It’s not anger, in particular, that I find so offensive. It’s trumped-up anger about, say, things that aren’t true, or things that offend someone’s sensibilities but are not, objectively, any of that person’s damned business (like what I do with my body, and/or with whom).

Or violence. I find that pretty damned offensive.

For an informed voter, I act like a freaking ostrich shoving its head in the sand in the run up to an election. I’m perfectly capable of ferreting out the truth about candidates’ positions online without listening to the crap ads that, if we’re lucky, on either side of the debate, contain 5% truth.

I cannot handle it. I do communications for a living and I respect my audience(s). It incenses me to watch ads specifically scripted to appeal to the basest fears of people who already have enough troubles. It infuriates me to see inaccurate or out-of-context information shoveled at a citizenry that the ad creator (or the person paying for the ad) thinks is too dumb to check the facts.

And the dog whistles. The bloody dog whistles so saturated with privileged hatred for anyone who is (or might be) other…it stings. I wish there were a better name for the concept so it wouldn’t be in any way related to puppies.

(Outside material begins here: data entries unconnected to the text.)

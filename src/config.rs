//! Agent configuration.

use crate::BetaParams;

/// Everything needed to build a [`BanditAgent`][crate::BanditAgent].
#[derive(Debug, Clone, PartialEq)]
#[cfg_attr(feature = "serde", derive(serde::Serialize, serde::Deserialize))]
pub struct AgentConfig {
    /// Display label; no uniqueness is enforced.
    pub name: String,
    /// Per-arm priors. The length fixes the arm count.
    ///
    /// Same type as the snapshot posterior, so both serialize as `{alpha, beta}`.
    pub priors: Vec<BetaParams>,
    /// Seed for the sampling RNG. `None` draws a seed from OS entropy.
    #[cfg_attr(feature = "serde", serde(default))]
    pub seed: Option<u64>,
}

impl AgentConfig {
    /// `k` arms, each starting from the uniform Beta(1, 1) prior.
    pub fn uniform(name: impl Into<String>, k: usize) -> Self {
        Self {
            name: name.into(),
            priors: vec![BetaParams::uniform(); k],
            seed: None,
        }
    }

    /// Fix the sampling seed for reproducible runs.
    pub fn with_seed(mut self, seed: u64) -> Self {
        self.seed = Some(seed);
        self
    }
}

impl Default for AgentConfig {
    fn default() -> Self {
        Self::uniform("bandit", 2)
    }
}
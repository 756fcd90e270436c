//! Point-in-time export of an agent's belief and history.

use crate::BetaParams;

/// A materialized copy of a [`BanditAgent`][crate::BanditAgent]'s state.
///
/// Every field is an owned copy taken at materialization time, so editing a
/// snapshot never reaches back into the agent. It is an export view, not a
/// restore format: it omits the name, the default priors, and the RNG.
///
/// With the `serde` feature this serializes to an object keyed by exactly
/// `posterior`, `selection_history`, `pull_count`, `reward_history`, `regret_log`.
#[derive(Debug, Clone, PartialEq, Default)]
#[cfg_attr(feature = "serde", derive(serde::Serialize, serde::Deserialize))]
pub struct AgentSnapshot {
    /// Per-arm posterior shapes.
    pub posterior: Vec<BetaParams>,
    /// Chosen arm per selection, oldest first.
    pub selection_history: Vec<usize>,
    /// Per-arm selection counts (base value 1).
    pub pull_count: Vec<u64>,
    /// Observed rewards, oldest first. Not aligned to arms.
    pub reward_history: Vec<u8>,
    /// Caller-written regret flags (1 = chosen arm was not optimal).
    pub regret_log: Vec<u8>,
}

impl AgentSnapshot {
    /// Number of successes in `reward_history`.
    pub fn total_reward(&self) -> u64 {
        self.reward_history.iter().map(|&r| u64::from(r)).sum()
    }

    /// Number of suboptimal plays in `regret_log`.
    pub fn cumulative_regret(&self) -> u64 {
        self.regret_log.iter().map(|&r| u64::from(r)).sum()
    }

    /// Fraction of observed rewards that were successes.
    pub fn empirical_reward_rate(&self) -> Option<f64> {
        if self.reward_history.is_empty() {
            return None;
        }
        Some(self.total_reward() as f64 / self.reward_history.len() as f64)
    }
}

#[cfg(test)]
mod tests {
    use super::*;

    #[test]
    fn aggregates_over_histories() {
        let s = AgentSnapshot {
            reward_history: vec![1, 0, 1, 1],
            regret_log: vec![0, 1, 1, 0],
            ..AgentSnapshot::default()
        };
        assert_eq!(s.total_reward(), 3);
        assert_eq!(s.cumulative_regret(), 2);
        assert_eq!(s.empirical_reward_rate(), Some(0.75));
        assert_eq!(AgentSnapshot::default().empirical_reward_rate(), None);
    }
}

This election cycle, even more than 2008, is highlighting the flaws in our humanity, the worst being that we are inclined to develop our own Truth and stick to it, regardless of facts proving that Truth is incorrect (I know this was recently supported by another study, but I can’t find the newer link).

Fact:

  1. something that actually exists; reality; truth
  2. something known to exist or to have happened

Everyone is entitled to their own opinion, but facts are not subjective.

Politicians and activists in this election cycle are doing their best to convince people of the opposite…and a lot of people want to believe it. It’s empowering to think that you can make something real by believing it hard enough, isn’t it? When you’re trying to engage a bunch of people who are, in the grand scheme of things, generally powerless, it’s an incredible tool of persuasion. If someone’s lost a lot — a job, a house, retirement funds – it’s really, really easy to access their understandable fear of losing even more. Tell them the other candidate will try to take more away, and you’ve got them. The fear of that loss opens them up to whatever suggestion you make, even if you lie to their faces.

You can convince perfectly intelligent people that your support of big business is good for them. You can get them to think that businesses trying to profit will always pay a fair wage, even without a law requiring it (my employer probably would, but I’m well aware of how unusual that is). You can even get them to scapegoat populations who possess even less than they.

Fear is that powerful.

Fear appeals, typically, are most effective when the target feels some sense of efficacy. “Ooga booga!” doesn’t work by itself–you need “Ooga booga + Do X to allay fear and feel safe!”

X = “vote for this guy right here, the one who looks like you and prays like you and knows what you want to hear, and all will be well”

(Y = Why not?)

That democrats are struggling to counter this is no surprise. When facts and reason can’t counter resistance, we don’t know what to do. We hold to the belief that people are, by nature, reasonable. We expect that we can present facts to voters and have that be enough. Although we point fingers as much as the other side, we really do try to point them at the (predominantly white, Christian, male) legislators who voted or signed orders the produced certain results. We think that should be enough.

We suck at real scapegoating.

I’m not afraid of immigrants or LGBTQI neighbors/teachers/teenagers or even of ZOMGsocialism. I am very, very afraid of a country so far gone that fear trumps facts…and would-be leaders who capitalize on that.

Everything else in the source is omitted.